Find the lines below that contain the string "MockTreasury". Copy each one.
*** Input data
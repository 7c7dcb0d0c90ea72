//! Shared fixtures for engine unit tests.

use super::{Collaborators, GovernanceParams, GovernanceSetup, Governor, ProposalAction, VoteSupport};
use crate::clock::MockClock;
use crate::error::GovernanceResult;
use crate::ledger::MockTokenLedger;
use crate::scheduler::{MockScheduler, ScheduledTarget};
use crate::treasury::MockTreasury;
use crate::types::{tokens, Address, Amount, ProposalId, Selector, Timestamp};
use std::sync::{Arc, Weak};

pub const T0: Timestamp = 1_700_000_000;

pub const ENGINE: Address = Address([0xe0; 20]);
pub const BRIDGE: Address = Address([0xb0; 20]);
pub const ADMIN: Address = Address([0xad; 20]);
pub const GUARDIAN: Address = Address([0x9a; 20]);
pub const PROPOSER: Address = Address([0x01; 20]);
pub const VOTER_X: Address = Address([0x0a; 20]);
pub const VOTER_Y: Address = Address([0x0b; 20]);
pub const VOTER_Z: Address = Address([0x0c; 20]);
pub const ANYONE: Address = Address([0x42; 20]);
pub const RECIPIENT: Address = Address([0x77; 20]);
pub const CALL_TARGET: Address = Address([0xca; 20]);
pub const ALLOWED_SELECTOR: Selector = Selector([0xa9, 0x05, 0x9c, 0xbb]);

pub struct Harness {
    pub governor: Arc<Governor>,
    pub ledger: MockTokenLedger,
    pub scheduler: MockScheduler,
    pub treasury: MockTreasury,
    pub clock: Arc<MockClock>,
}

impl Harness {
    pub fn new() -> Self {
        Self::with_params(GovernanceParams::default())
    }

    pub fn with_params(params: GovernanceParams) -> Self {
        let clock = Arc::new(MockClock::new(T0));
        let ledger = MockTokenLedger::new();
        let scheduler = MockScheduler::new(BRIDGE, clock.clone());
        let treasury = MockTreasury::new();

        let setup = GovernanceSetup {
            engine_address: ENGINE,
            params,
            administrators: vec![ADMIN],
            guardians: vec![GUARDIAN],
            allowed_selectors: vec![ALLOWED_SELECTOR],
            allowed_targets: vec![CALL_TARGET],
        };
        let collaborators = Collaborators {
            ledger: Arc::new(ledger.clone()),
            scheduler: Arc::new(scheduler.clone()),
            treasury: Arc::new(treasury.clone()),
            clock: clock.clone(),
        };
        let governor = Arc::new(Governor::new(setup, collaborators).unwrap());
        let weak: Weak<dyn ScheduledTarget> = Arc::downgrade(&governor) as Weak<dyn ScheduledTarget>;
        scheduler.attach(ENGINE, weak);

        Self {
            governor,
            ledger,
            scheduler,
            treasury,
            clock,
        }
    }

    pub fn general_action() -> ProposalAction {
        let mut payload = ALLOWED_SELECTOR.0.to_vec();
        payload.extend_from_slice(&[0u8; 32]);
        ProposalAction::General {
            target: CALL_TARGET,
            payload,
        }
    }

    pub async fn create_general(&self, proposer: Address) -> GovernanceResult<ProposalId> {
        self.governor
            .create_proposal(&proposer, "call the target", Self::general_action())
            .await
    }

    /// Fund the proposer and create a proposal with `action`.
    pub async fn create(&self, action: ProposalAction) -> ProposalId {
        if self.ledger.balance(&PROPOSER) < tokens(100) {
            self.ledger.set_balance(PROPOSER, tokens(150));
        }
        self.governor
            .create_proposal(&PROPOSER, "test proposal", action)
            .await
            .unwrap()
    }

    pub async fn active_proposal(&self) -> ProposalId {
        self.create(Self::general_action()).await
    }

    /// Cast a vote with an explicit power at the proposal's snapshot.
    pub async fn vote(&self, voter: Address, id: ProposalId, power: Amount, support: VoteSupport) {
        let snapshot = self.governor.proposal(id).unwrap().snapshot;
        self.ledger.set_voting_power(snapshot, voter, power);
        self.governor.cast_vote(&voter, id, support).await.unwrap();
    }

    /// Pass `id` with exactly quorum and close voting.
    pub async fn pass(&self, id: ProposalId) {
        self.vote(VOTER_X, id, tokens(500), VoteSupport::For).await;
        let deadline = self.governor.proposal(id).unwrap().deadline;
        self.clock.set(deadline);
    }

    pub async fn succeeded_proposal(&self) -> ProposalId {
        let id = self.active_proposal().await;
        self.pass(id).await;
        id
    }

    /// Pass, queue and run `action` through the scheduler.
    pub async fn execute(&self, action: ProposalAction) -> GovernanceResult<ProposalId> {
        let id = self.create(action).await;
        self.pass(id).await;
        self.governor.queue_proposal(&ANYONE, id).await?;
        self.clock.advance(172_800);
        self.governor.execute_proposal(&ANYONE, id).await?;
        Ok(id)
    }
}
******
▶ _Output for this exercise_:
use crate::treasury::MockTreasury;
    pub treasury: MockTreasury,
        let treasury = MockTreasury::new();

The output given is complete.